* **WHAT YOU SHOULD DO**
Go to the line holding "pub fn notify_local_change(&self)" in the entries below and write out exactly every line down to and including the line holding "Arc::new(move || changes.notify_one())".

* **THE DATA**
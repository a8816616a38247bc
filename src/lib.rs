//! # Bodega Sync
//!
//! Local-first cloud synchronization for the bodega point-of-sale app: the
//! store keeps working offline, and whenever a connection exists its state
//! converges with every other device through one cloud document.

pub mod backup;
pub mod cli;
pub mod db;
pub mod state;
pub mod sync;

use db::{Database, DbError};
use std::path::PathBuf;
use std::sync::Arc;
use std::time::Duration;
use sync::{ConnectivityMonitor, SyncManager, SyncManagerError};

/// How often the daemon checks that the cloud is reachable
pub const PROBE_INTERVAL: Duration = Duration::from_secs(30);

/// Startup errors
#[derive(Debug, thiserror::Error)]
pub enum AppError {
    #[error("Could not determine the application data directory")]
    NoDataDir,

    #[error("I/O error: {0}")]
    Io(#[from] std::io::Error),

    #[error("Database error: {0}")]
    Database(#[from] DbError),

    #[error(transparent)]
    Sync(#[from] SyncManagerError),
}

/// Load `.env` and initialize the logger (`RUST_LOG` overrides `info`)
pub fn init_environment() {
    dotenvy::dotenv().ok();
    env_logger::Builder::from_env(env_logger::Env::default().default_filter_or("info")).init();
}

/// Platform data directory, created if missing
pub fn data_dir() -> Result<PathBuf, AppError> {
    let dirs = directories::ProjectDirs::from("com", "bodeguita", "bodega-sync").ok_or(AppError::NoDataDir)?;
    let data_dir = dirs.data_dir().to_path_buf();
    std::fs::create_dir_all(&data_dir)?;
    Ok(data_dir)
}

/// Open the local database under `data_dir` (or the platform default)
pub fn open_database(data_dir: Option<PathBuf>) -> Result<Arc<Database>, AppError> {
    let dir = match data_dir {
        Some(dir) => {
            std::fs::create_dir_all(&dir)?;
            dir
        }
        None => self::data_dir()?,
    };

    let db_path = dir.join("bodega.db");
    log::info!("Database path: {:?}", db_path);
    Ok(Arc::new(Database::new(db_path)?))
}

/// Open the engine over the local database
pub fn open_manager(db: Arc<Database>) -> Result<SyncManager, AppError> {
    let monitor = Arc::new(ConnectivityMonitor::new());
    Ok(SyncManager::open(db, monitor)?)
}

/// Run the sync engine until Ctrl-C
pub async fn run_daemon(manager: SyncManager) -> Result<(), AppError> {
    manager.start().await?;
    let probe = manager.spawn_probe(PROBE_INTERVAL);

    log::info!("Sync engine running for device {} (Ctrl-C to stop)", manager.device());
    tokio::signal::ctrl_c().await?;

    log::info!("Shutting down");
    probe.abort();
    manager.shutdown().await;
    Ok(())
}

--

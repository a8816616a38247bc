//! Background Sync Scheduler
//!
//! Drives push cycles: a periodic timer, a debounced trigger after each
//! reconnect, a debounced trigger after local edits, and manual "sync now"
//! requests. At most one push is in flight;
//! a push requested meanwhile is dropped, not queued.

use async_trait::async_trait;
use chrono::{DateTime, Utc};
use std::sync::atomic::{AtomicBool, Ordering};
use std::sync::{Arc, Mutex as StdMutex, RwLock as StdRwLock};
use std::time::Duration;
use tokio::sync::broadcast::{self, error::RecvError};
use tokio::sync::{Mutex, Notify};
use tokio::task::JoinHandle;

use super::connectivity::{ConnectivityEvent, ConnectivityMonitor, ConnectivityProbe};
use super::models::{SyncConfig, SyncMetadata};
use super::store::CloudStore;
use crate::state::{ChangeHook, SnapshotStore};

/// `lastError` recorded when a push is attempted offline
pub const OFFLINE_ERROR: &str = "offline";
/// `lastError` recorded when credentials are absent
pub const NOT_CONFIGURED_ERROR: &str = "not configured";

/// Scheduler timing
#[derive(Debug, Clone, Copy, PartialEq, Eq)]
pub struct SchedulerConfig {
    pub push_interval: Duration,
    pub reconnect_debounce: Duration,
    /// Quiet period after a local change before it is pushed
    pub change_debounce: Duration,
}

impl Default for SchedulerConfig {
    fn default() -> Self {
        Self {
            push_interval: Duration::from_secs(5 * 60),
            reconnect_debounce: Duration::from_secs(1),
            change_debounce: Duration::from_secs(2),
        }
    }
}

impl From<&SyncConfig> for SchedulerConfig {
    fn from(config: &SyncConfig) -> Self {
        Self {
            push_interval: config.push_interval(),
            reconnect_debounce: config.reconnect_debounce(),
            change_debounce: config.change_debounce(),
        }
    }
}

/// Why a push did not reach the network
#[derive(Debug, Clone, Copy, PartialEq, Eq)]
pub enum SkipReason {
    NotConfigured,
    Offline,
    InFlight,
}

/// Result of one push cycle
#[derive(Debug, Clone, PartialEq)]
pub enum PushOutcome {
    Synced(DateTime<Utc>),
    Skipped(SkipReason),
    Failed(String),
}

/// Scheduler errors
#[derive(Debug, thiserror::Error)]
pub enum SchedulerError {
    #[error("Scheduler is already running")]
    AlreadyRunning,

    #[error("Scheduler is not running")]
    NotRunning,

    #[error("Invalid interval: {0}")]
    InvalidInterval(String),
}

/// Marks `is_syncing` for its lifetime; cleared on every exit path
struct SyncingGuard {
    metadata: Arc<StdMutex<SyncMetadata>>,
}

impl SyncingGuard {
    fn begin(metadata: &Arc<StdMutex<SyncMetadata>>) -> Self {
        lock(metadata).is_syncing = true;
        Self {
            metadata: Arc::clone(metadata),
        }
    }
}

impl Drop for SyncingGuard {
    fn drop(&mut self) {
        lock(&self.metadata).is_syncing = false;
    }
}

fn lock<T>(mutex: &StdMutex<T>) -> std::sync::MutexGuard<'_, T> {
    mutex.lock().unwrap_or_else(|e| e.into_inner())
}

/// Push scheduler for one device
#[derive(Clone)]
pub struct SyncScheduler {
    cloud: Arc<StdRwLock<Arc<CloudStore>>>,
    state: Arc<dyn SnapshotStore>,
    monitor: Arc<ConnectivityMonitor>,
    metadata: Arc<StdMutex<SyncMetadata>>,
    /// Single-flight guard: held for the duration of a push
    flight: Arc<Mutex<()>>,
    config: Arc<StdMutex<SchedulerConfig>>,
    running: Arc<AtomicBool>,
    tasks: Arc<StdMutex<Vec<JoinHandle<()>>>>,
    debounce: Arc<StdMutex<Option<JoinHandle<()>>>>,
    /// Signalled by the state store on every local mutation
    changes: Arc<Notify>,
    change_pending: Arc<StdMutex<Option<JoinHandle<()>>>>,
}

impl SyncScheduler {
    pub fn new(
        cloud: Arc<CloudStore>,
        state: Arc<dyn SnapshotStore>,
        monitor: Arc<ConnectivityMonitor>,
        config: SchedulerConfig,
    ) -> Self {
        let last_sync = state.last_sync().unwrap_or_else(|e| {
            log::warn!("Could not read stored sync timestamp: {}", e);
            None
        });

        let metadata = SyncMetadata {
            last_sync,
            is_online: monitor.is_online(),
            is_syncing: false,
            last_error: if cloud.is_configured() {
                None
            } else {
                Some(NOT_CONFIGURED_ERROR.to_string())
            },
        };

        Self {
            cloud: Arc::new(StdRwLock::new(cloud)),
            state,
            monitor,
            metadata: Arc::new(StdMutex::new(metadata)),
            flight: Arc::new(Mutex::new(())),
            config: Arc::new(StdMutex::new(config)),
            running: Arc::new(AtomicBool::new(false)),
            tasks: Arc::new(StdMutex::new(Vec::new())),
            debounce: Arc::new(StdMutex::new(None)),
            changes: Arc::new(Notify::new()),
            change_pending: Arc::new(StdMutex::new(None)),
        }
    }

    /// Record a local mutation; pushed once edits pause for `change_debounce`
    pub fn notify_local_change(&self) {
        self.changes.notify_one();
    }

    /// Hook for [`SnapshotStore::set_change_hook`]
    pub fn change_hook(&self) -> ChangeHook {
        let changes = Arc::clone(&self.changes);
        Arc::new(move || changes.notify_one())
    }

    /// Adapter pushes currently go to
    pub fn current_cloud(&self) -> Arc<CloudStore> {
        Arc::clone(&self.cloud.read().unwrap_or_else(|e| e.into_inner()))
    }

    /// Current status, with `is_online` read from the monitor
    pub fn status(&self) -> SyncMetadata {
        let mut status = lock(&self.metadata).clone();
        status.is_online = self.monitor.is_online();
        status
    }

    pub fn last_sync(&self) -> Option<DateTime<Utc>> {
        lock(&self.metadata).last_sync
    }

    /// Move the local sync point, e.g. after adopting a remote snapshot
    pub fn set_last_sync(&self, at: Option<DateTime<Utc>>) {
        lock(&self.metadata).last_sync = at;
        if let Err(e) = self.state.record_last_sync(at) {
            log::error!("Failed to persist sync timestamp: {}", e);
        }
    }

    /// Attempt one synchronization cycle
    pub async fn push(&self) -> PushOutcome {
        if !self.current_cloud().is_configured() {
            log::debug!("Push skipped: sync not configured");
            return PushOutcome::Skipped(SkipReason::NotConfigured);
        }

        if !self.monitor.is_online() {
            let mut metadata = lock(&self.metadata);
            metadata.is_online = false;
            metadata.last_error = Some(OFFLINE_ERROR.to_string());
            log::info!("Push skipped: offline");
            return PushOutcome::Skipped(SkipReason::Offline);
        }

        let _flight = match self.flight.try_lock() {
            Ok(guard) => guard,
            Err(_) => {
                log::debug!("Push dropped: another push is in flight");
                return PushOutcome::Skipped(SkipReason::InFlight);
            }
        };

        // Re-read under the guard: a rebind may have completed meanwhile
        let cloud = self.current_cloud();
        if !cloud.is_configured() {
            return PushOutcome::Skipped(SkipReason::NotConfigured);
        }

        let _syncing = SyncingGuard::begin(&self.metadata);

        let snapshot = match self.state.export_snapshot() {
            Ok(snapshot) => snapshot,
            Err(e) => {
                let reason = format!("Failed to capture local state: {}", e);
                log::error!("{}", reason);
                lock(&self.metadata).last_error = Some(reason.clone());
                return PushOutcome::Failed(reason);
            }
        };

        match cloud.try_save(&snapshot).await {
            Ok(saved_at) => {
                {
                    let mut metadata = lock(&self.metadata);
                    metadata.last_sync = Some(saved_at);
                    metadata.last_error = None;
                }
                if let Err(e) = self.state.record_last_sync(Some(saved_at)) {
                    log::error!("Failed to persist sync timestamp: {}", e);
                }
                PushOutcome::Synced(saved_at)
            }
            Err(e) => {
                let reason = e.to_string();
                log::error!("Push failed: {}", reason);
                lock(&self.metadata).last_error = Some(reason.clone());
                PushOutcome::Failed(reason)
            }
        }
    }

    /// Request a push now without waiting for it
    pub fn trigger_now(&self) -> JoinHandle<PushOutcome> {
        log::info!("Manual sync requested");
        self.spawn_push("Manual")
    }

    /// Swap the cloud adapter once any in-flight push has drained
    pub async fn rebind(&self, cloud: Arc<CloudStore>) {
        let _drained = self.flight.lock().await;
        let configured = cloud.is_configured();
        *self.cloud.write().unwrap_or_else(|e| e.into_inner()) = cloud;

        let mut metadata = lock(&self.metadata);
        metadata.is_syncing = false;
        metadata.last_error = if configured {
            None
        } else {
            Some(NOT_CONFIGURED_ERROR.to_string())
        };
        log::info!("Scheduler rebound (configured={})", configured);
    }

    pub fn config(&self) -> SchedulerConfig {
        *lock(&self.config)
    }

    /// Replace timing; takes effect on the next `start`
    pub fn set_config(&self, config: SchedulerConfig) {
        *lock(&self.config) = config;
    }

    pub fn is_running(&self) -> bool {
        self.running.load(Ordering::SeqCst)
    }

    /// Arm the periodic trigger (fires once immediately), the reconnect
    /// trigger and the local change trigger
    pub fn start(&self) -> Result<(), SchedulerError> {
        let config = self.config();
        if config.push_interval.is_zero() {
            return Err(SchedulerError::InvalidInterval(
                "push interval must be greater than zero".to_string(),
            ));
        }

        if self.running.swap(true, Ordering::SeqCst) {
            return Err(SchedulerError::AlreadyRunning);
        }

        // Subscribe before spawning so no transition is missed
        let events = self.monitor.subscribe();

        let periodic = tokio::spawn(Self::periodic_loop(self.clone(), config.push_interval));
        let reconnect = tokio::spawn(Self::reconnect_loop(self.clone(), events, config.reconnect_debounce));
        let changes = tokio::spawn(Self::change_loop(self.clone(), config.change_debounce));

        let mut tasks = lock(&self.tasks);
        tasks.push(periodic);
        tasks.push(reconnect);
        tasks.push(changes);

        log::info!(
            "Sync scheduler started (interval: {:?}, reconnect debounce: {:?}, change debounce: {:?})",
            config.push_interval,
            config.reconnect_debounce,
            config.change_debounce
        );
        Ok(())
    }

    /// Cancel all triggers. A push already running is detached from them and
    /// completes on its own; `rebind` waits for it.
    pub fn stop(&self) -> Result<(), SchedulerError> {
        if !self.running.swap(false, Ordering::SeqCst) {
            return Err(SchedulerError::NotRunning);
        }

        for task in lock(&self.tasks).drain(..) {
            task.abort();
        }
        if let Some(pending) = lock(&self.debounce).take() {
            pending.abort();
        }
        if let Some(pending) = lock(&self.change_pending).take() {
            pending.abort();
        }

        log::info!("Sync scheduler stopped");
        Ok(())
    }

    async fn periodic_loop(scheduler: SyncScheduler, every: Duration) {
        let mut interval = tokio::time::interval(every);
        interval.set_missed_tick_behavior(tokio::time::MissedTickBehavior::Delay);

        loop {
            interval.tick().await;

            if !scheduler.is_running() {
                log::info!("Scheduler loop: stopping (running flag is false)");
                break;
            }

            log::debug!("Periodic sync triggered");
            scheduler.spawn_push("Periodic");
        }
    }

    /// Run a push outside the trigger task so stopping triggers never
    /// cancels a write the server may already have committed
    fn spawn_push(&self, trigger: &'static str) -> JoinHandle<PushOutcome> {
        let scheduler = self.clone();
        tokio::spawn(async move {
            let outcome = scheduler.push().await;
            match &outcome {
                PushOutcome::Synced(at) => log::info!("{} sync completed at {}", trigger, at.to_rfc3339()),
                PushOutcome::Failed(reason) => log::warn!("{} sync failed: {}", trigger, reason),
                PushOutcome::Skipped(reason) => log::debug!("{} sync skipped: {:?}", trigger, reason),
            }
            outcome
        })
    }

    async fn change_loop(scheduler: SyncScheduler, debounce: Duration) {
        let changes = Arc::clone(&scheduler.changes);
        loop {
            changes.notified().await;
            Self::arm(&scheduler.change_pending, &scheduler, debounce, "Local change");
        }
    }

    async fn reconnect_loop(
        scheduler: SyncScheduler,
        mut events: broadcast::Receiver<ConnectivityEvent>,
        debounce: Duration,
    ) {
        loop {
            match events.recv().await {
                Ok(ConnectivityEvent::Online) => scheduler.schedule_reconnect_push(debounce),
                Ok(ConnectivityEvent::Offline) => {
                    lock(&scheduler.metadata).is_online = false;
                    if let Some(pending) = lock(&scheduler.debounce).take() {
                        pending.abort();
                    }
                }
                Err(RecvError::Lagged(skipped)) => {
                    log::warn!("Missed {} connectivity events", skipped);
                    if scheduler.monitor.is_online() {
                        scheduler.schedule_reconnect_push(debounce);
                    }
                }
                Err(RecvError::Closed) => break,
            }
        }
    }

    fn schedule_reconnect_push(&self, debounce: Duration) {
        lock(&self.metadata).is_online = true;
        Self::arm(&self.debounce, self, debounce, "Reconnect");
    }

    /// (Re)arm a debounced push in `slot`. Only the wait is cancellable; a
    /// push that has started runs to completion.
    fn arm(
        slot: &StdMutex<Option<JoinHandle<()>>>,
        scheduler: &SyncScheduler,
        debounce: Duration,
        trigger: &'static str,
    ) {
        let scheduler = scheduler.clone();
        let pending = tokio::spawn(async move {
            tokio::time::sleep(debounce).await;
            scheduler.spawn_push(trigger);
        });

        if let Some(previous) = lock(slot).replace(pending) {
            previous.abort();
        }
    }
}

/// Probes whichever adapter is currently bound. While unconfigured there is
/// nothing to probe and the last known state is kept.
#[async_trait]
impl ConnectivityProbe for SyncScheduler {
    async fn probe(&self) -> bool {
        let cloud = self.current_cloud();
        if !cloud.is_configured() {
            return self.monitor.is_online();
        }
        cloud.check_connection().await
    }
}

...

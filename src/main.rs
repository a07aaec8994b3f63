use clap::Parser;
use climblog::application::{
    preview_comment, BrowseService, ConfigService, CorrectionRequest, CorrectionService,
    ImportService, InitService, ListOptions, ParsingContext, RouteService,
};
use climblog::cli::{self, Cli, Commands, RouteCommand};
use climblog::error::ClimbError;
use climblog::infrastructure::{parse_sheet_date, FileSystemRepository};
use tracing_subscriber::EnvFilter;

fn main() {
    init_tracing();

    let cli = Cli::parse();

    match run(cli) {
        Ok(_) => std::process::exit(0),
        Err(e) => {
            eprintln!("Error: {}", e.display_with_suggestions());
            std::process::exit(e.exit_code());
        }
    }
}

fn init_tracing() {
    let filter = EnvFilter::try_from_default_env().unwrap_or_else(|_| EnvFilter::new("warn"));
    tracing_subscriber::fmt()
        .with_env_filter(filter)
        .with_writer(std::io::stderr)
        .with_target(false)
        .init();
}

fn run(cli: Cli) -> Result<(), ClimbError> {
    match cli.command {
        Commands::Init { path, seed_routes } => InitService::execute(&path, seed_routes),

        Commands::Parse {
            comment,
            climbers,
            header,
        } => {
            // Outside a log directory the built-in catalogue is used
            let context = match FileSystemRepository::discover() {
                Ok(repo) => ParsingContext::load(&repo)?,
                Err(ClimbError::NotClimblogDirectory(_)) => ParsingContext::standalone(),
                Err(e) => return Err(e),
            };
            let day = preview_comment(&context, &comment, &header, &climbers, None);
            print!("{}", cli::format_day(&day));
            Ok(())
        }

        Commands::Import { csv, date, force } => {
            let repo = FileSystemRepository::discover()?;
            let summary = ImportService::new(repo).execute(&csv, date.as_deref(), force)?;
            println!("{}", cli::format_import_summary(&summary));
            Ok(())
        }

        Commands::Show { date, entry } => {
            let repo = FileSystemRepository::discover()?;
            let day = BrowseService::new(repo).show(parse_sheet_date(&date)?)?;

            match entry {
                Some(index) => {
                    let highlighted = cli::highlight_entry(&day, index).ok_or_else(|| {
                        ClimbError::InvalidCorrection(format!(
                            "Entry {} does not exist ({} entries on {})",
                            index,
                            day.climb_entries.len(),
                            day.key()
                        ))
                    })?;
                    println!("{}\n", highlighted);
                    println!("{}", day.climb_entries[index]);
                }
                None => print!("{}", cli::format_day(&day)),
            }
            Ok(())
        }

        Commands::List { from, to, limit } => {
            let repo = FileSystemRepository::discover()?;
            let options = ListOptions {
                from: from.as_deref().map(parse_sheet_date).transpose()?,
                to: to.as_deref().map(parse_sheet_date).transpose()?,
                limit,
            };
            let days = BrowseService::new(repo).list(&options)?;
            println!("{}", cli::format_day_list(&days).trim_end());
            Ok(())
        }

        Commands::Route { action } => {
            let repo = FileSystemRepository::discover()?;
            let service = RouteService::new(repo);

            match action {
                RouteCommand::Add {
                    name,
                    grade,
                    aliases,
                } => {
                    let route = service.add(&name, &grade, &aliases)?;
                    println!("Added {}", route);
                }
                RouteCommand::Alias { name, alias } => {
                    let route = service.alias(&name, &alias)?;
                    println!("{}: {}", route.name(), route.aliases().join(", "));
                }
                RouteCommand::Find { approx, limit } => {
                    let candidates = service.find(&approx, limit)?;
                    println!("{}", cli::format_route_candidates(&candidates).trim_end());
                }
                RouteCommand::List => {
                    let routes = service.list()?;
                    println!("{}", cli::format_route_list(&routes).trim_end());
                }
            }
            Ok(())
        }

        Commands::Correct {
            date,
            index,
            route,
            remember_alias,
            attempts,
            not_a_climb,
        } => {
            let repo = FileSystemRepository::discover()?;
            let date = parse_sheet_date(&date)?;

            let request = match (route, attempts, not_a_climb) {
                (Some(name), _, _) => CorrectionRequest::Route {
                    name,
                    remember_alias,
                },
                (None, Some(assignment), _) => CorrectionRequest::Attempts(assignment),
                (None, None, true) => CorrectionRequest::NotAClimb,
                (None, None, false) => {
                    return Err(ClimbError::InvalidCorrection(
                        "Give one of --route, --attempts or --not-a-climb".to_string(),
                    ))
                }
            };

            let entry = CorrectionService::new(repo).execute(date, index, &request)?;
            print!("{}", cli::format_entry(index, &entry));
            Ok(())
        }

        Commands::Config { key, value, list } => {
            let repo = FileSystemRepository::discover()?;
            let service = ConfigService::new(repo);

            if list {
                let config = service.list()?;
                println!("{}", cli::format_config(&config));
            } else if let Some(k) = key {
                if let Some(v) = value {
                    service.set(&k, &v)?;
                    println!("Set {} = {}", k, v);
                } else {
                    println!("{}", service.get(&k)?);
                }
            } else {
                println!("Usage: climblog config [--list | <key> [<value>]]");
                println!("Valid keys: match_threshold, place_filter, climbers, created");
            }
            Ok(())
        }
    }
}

* **WRITTEN RESPONSE**
    pub fn notify_local_change(&self) {
        self.changes.notify_one();
    }

    /// Hook for [`SnapshotStore::set_change_hook`]
    pub fn change_hook(&self) -> ChangeHook {
        let changes = Arc::clone(&self.changes);
        Arc::new(move || changes.notify_one())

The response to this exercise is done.